With a dressed out cow caribou weighing upward of 100 pounds, horses are an absolute necessity for this hunt, which occurs where no ATVs are allowed. If you go in from Funny River Road, you're looking at 20 to 25 miles up the Funny River Horse Trail to get horses in. If you go in from Tustumena Lake, you're looking at a 15- to 25-mile boat trip, depending on which trail you're taking, followed by a 5- to 8-mile hike. And that's just to get to caribou habitat. You may have to go another 5 miles to find caribou.

"If hunters want to hunt the Killey River herd, they have to stop by the Fish and Game office to get a permit," Del Frate said, adding that hunters should expect to receive a spiel about the difficulty of hunting the area.

Actually, the best way for peninsula hunters to get a caribou isn't on the peninsula, but across Cook Inlet to hunt the Mulchatna herd, he said.

"That herd has made some pretty erratic movements, the last three of four years, and it's been pretty hard for even the local air taxis to keep up with where the animals are and where they are going," he said. "But for a local caribou hunter, that's still probably the best opportunity."

It may come as a surprise to some hunters that, after moose, black bears are the peninsula's second most popular big-game animal.

"We've been looking at pretty high harvests of black bears in the last couple of years," Del Frate said. "We harvest about 300 bears or more a year," he said.

The peak of the black bear harvest in the fall is usually near the end of moose season, just before bears get ready to go into their dens. They're usually on hillsides, eating berries. At that time, their meat and hides are in good condition.

"That's when most hunters tend to target them," Del Frate said. "It's a good opportunity to get out and enjoy the woods one more time before the snow flies. Usually the harvest is pretty much over with by the tenth of October."

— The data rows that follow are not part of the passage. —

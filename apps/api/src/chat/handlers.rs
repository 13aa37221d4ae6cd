//! Axum route handlers for Chat with Resume.

use axum::{
    extract::{Multipart, Path, State},
    http::StatusCode,
    Json,
};
use serde::{Deserialize, Serialize};
use tracing::info;
use uuid::Uuid;

use crate::chat::ask;
use crate::errors::AppError;
use crate::models::session::ChatTurn;
use crate::state::AppState;
use crate::upload::UploadForm;

#[derive(Debug, Deserialize)]
pub struct ChatRequest {
    pub question: String,
}

#[derive(Debug, Serialize)]
pub struct ChatResponse {
    pub answer: String,
    pub history: Vec<ChatTurn>,
}

#[derive(Debug, Serialize)]
pub struct ChatHistoryResponse {
    pub resume_loaded: bool,
    pub history: Vec<ChatTurn>,
}

#[derive(Debug, Serialize)]
pub struct ChatResumeResponse {
    pub file_name: String,
    pub resume_chars: usize,
    pub history_reset: bool,
}

/// GET /api/v1/sessions/:id/chat
pub async fn handle_get_chat(
    State(state): State<AppState>,
    Path(session_id): Path<Uuid>,
) -> Result<Json<ChatHistoryResponse>, AppError> {
    let session = state.sessions.get(session_id).await?;
    Ok(Json(ChatHistoryResponse {
        resume_loaded: session.resume_text.is_some(),
        history: session.chat.history,
    }))
}

/// POST /api/v1/sessions/:id/chat
pub async fn handle_ask(
    State(state): State<AppState>,
    Path(session_id): Path<Uuid>,
    Json(request): Json<ChatRequest>,
) -> Result<Json<ChatResponse>, AppError> {
    let answer = ask(&state, session_id, &request.question).await?;
    let history = state.sessions.get(session_id).await?.chat.history;
    Ok(Json(ChatResponse { answer, history }))
}

/// DELETE /api/v1/sessions/:id/chat
///
/// "New Chat": forgets the conversation and the resume it was about.
pub async fn handle_new_chat(
    State(state): State<AppState>,
    Path(session_id): Path<Uuid>,
) -> Result<StatusCode, AppError> {
    state
        .sessions
        .update(session_id, |session| {
            session.chat.clear();
            session.resume_text = None;
            Ok(())
        })
        .await?;
    Ok(StatusCode::NO_CONTENT)
}

/// POST /api/v1/sessions/:id/chat/resume
///
/// A file with a new name replaces the resume and resets the conversation;
/// re-uploading the same file keeps both.
pub async fn handle_chat_resume(
    State(state): State<AppState>,
    Path(session_id): Path<Uuid>,
    multipart: Multipart,
) -> Result<Json<ChatResumeResponse>, AppError> {
    let mut form = UploadForm::read(multipart).await?;
    let resume = form.require_resume()?;
    resume.ensure_pdf()?;
    let file_name = resume.file_name.clone();

    let (history_reset, needs_text) = state
        .sessions
        .update(session_id, |session| {
            let reset = session.chat.last_uploaded_file.as_deref() != Some(file_name.as_str());
            if reset {
                session.resume_text = None;
                session.chat.history.clear();
                session.chat.last_uploaded_file = Some(file_name.clone());
            }
            Ok((reset, session.resume_text.is_none()))
        })
        .await?;

    let resume_chars = if needs_text {
        let text = resume.extract_text().await?;
        let chars = text.chars().count();
        state
            .sessions
            .update(session_id, |session| {
                session.resume_text = Some(text);
                Ok(())
            })
            .await?;
        info!(session_id = %session_id, file_name = %file_name, "Chat resume processed");
        chars
    } else {
        state
            .sessions
            .get(session_id)
            .await?
            .resume_text
            .map(|t| t.chars().count())
            .unwrap_or_default()
    };

    Ok(Json(ChatResumeResponse {
        file_name,
        resume_chars,
        history_reset,
    }))
}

Del Frate said the department expects to open the scheduled brown bear season the last two weeks of October.

"The only threat to that season is if too many brown bears are killed in defense of life or property before we get to that point," he said.

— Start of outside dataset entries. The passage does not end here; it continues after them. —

mod analysis;
mod chat;
mod config;
mod errors;
mod insights;
mod llm_client;
mod models;
mod pdf;
mod plan;
mod routes;
mod sessions;
mod state;
mod upload;

#[cfg(test)]
mod test_support;

use anyhow::Result;
use std::net::SocketAddr;
use std::sync::Arc;
use tower_http::{cors::CorsLayer, trace::TraceLayer};
use tracing::{info, warn};
use tracing_subscriber::{layer::SubscriberExt, util::SubscriberInitExt, EnvFilter};

use crate::config::Config;
use crate::llm_client::{GeminiClient, LanguageModel};
use crate::routes::build_router;
use crate::sessions::SessionStore;
use crate::state::AppState;

#[tokio::main]
async fn main() -> Result<()> {
    let config = Config::from_env()?;

    // Initialize structured logging
    tracing_subscriber::registry()
        .with(EnvFilter::try_from_default_env().unwrap_or_else(|_| {
            EnvFilter::new(format!("{}={}", env!("CARGO_CRATE_NAME"), &config.rust_log))
        }))
        .with(tracing_subscriber::fmt::layer())
        .init();

    info!("Starting Resume Analyzer v{}", env!("CARGO_PKG_VERSION"));

    // Initialize LLM client
    let llm: Option<Arc<dyn LanguageModel>> = match &config.gemini_api_key {
        Some(key) => {
            let client = GeminiClient::new(key.clone())?;
            info!("LLM client initialized (model: {})", llm_client::MODEL);
            Some(Arc::new(client) as Arc<dyn LanguageModel>)
        }
        None => {
            warn!("GEMINI_API_KEY not set; analysis, chat and plan endpoints will return 503");
            None
        }
    };

    let sessions = SessionStore::new(config.session_ttl_minutes);
    info!(
        "Session store ready (idle TTL {} minutes, upload limit {} bytes)",
        config.session_ttl_minutes, config.max_upload_bytes
    );

    let state = AppState {
        llm,
        sessions,
        config: config.clone(),
    };

    let app = build_router(state)
        .layer(TraceLayer::new_for_http())
        .layer(CorsLayer::permissive());

    let addr: SocketAddr = format!("0.0.0.0:{}", config.port).parse()?;
    info!("Listening on {addr}");

    let listener = tokio::net::TcpListener::bind(addr).await?;
    axum::serve(listener, app).await?;

    Ok(())
}
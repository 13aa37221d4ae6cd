pub mod analysis;
pub mod session;
//! Axum route handlers for the Preparation Plan.

use axum::{
    extract::{Path, State},
    Json,
};
use serde::{Deserialize, Serialize};
use uuid::Uuid;

use crate::errors::AppError;
use crate::plan::{generate_plan, validate_days};
use crate::state::AppState;

#[derive(Debug, Default, Deserialize)]
pub struct GeneratePlanRequest {
    #[serde(default)]
    pub days: Option<u16>,
}

#[derive(Debug, Deserialize)]
pub struct SetDaysRequest {
    pub days: u16,
}

#[derive(Debug, Serialize)]
pub struct PlanResponse {
    pub days: u16,
    pub plan: Option<String>,
}

/// GET /api/v1/sessions/:id/plan
pub async fn handle_get_plan(
    State(state): State<AppState>,
    Path(session_id): Path<Uuid>,
) -> Result<Json<PlanResponse>, AppError> {
    let plan = state.sessions.get(session_id).await?.plan;
    Ok(Json(PlanResponse {
        days: plan.days,
        plan: plan.text,
    }))
}

/// PUT /api/v1/sessions/:id/plan
///
/// Changing the horizon discards a plan generated for a different number of days.
pub async fn handle_set_days(
    State(state): State<AppState>,
    Path(session_id): Path<Uuid>,
    Json(request): Json<SetDaysRequest>,
) -> Result<Json<PlanResponse>, AppError> {
    let days = validate_days(request.days)?;
    let plan = state
        .sessions
        .update(session_id, |session| {
            session.plan.set_days(days);
            Ok(session.plan.clone())
        })
        .await?;
    Ok(Json(PlanResponse {
        days: plan.days,
        plan: plan.text,
    }))
}

/// POST /api/v1/sessions/:id/plan
pub async fn handle_generate_plan(
    State(state): State<AppState>,
    Path(session_id): Path<Uuid>,
    body: Option<Json<GeneratePlanRequest>>,
) -> Result<Json<PlanResponse>, AppError> {
    let request = body.map(|Json(r)| r).unwrap_or_default();
    let (days, text) = generate_plan(&state, session_id, request.days).await?;
    Ok(Json(PlanResponse {
        days,
        plan: Some(text),
    }))
}
use axum::{extract::State, Json};
use serde_json::{json, Value};

use crate::state::AppState;

/// GET /health
/// Returns a simple status object with service version.
pub async fn health_handler(State(state): State<AppState>) -> Json<Value> {
    Json(json!({
        "status": "ok",
        "version": env!("CARGO_PKG_VERSION"),
        "service": "resume-analyzer",
        "llm_configured": state.llm.is_some(),
        "active_sessions": state.sessions.len().await
    }))
}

If the harvestable surplus of brown bears is "used up" by DLPs, illegal takings or road kills, the season will be canceled. The population is managed for an average harvest of about 14 per year. No more of 6 of these can be females.

"It's usually the female component that we're watching the closest," Del Frate said. "So far, three females have been killed out of a total of six brown bears."

Small-game hunters will have their work cut out for them this season, Del Frate said.

"We don't think there's going to be very good hunting for grouse or hares," he said.

Spruce grouse numbers have been in decline for the past two or three years. Biologists aren't certain whether the drop in numbers is a natural cycle or one of the unexpected effects of spruce bark beetles, or a combination of both, Del Frate said.

"We haven't had good grouse production yet on our ruffed grouse transplant. We're hoping that this year, when we had one of the driest, warmest Junes on record, that most of the birds that produced clutches should have had good survival in terms of the weather."

Predation and other factors also can affect the number of chicks that survive until the fall hunting season, he said. Though it's legal to shoot ruffed grouse, the department is still encouraging hunters to pass them up until they increase their numbers on the peninsula.

Snowshoe hares remain in decline, Del Frate said.

"This winter, a hunter could take beagles out and find some pockets of hares to hunt, but hare numbers are definitely down from the peak," he said. "I expect the decline to continue this winter."

If nothing else, hunters are bound to come across the occasional law enforcement officer, Del Frate said.

"Spike-fork/50-inch regulations have been in effect for 15 years, so hunters should be aware of them and Fish and Wildlife Protection troopers will be enforcing them," he said.